On The Art Of Fading

by expatbrit 110 Replies latest jw friends

  • SPAZnik
    SPAZnik

    Expatbrit, this is one of the best posts i've ever come across on this site.

    How useful your suggestions would have been to me when i was leaving.

    Ah, well, rest assured this post will benefit many. Arming them well.

    On The Art Of Fading. An art indeed!


    SPAZ

    Edited by - SPAZnik on 14 August 2002 6:37:22

  • Dismembered
    Dismembered

    Thanks Ex

  • Grunt
    Grunt

    Great post. I faded but with a little different time-table. I moved several hundred miles away, and never attended the Kingdom Hall where I moved. Three years later I moved again due to my job, and never attended the local Kingdom Hall either, that was nineteen years ago. It worked perfectly. I would go home and attend the Memorial with my parents sometimes, and I avoided the subject of religion as best I could. I will never forget pulling my car over on the side of the road before entering Louisiana and telling my kids "I don't want you discussing religion with anyone over here. It is none of their business." I wasn't worried about regular people, I didn't want any Witnesses judging me or causing us problems. That was in 1981.
    The whole fade went off without a hitch except my daughter had been infected. I have never been df'd, da'd or anything. I am only really actively shunned by my daughter. Ironic. My brother's children, all "Raised in the Truth" have stopped attending, my daughter whom I protected is a zealot. Even the best fades can have complications in seems. May God damn this cult.

    Grunt

  • Matty
    Matty

    I'm going to use this brilliant post of expatbrit's because I am in "the process" at the moment. It's funny how you work so hard to gain "privileges" during your dubdom, but it's even more difficult to lose them!

    If you used to regularly Auxiliary pioneer, every so often you get a lecture from an elder, asking whether you would like to consider it again. If you used to be a Ministerial Servant, you are also harangued! I make excuses, saying I'm "not ready", I'm getting "stress from work", and stuff like that. I know they want to make me up again, and that would be a disaster. My next plan of action is to cut down on the ministry. If I do below the average, then I wouldn't qualify for "privileges" and they might leave me alone. The thing is I hate being hassled by Elders and my family, I just want a quiet life, and I guess there is little I can do that wouldn't warrant attention in some way.

    This is valuable stuff, thanks again expatbrit.

  • expatbrit
    expatbrit

    Thanks to everyone for your kind comments and interesting observations. A poster on the board (I forget who) once said "there is no wrong way to leave a cult." I agree with this completely. There are as many different circumstances and as many different "right ways" as there are people wanting to leave the JW's (and these days that's a lot!) For instance, Amazing took a quite different route than I did, and his family are now free of the WT, so his method was highly successful.

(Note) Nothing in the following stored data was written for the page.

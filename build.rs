use anyhow::Result;
use vergen::EmitBuilder;

fn main() -> Result<()> {
    // optionally emit git branch and hash for the version banner
    let _ = EmitBuilder::builder()
        .git_branch()
        .git_sha(true)
        // we ignore the "fail" part
        .fail_on_error()
        .quiet()
        .emit();

    Ok(())
}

    This is why the various methods and experiences of everyone are valuable. So that people who are going through the process can benefit from advice and select methods that are the best for them.

    Expatbrit

  • Lee Elder
    Lee Elder

    Yours is a very good description of a properly executed fade. Moving to a new congregation, combined with "poor health" and/or being
    "stumbled" over some issue (just watch for an opportunity - mean spirited, stupid elders are always providing them) is the perfect recipe to disappear. Building the proper foundation in advance is essential. Extracting family members and friends is complex and risky. I had a fair amount of success but it was not easy and came close to backfiring several times - primarily when ones I assisted getting out tried to get others out and mentioned my name. I don't see much to be gained by formerly disassociating oneself.

    Lee

  • sunshineToo
    sunshineToo

    Wow, thanks for your analysis and suggestions. This will be handy to many.

    LOL @ OUTLAW Yes, your way is quite simple.

  • larc
    larc

    Outstanding piece of work, expatbrit. In the months to come, when newbies ask about leaving, I will bring this back up top for their benefit. One tactic I used when I faded was to tell people who asked me why I was inactive, that I didn't want to talk about it because I din't want to stumble them. That was a real conversation stopper, and it saved me a whole lot of grief.

  • Beans
    Beans

    Great work expat!

    Beans

    Canadian Overbeer

  • Quotes
    Quotes

    Fantastic post! Nicely done.

    It occured to me that there are two ways to remove a bandage: fast, or slow. This post is the slow method (not that there is anything wrong with that).

    I attempted the slow method, but was not as careful as Expatbrit suggested, and was hauled into a Judicial Committe. OH WELL, I had to switch to FAST BANDAGE REMOVAL mode.

    Sure, it "hurt" more than the slow method, but it was over faster and I was able to get on with my life sooner. Downside: the JW half of my family has little to do with me. Oh well, I have fun with the other half.

    When you make your choice (fast vs. slow) you should "COUNT THE COST" (yech, did I just spew what I think I did?)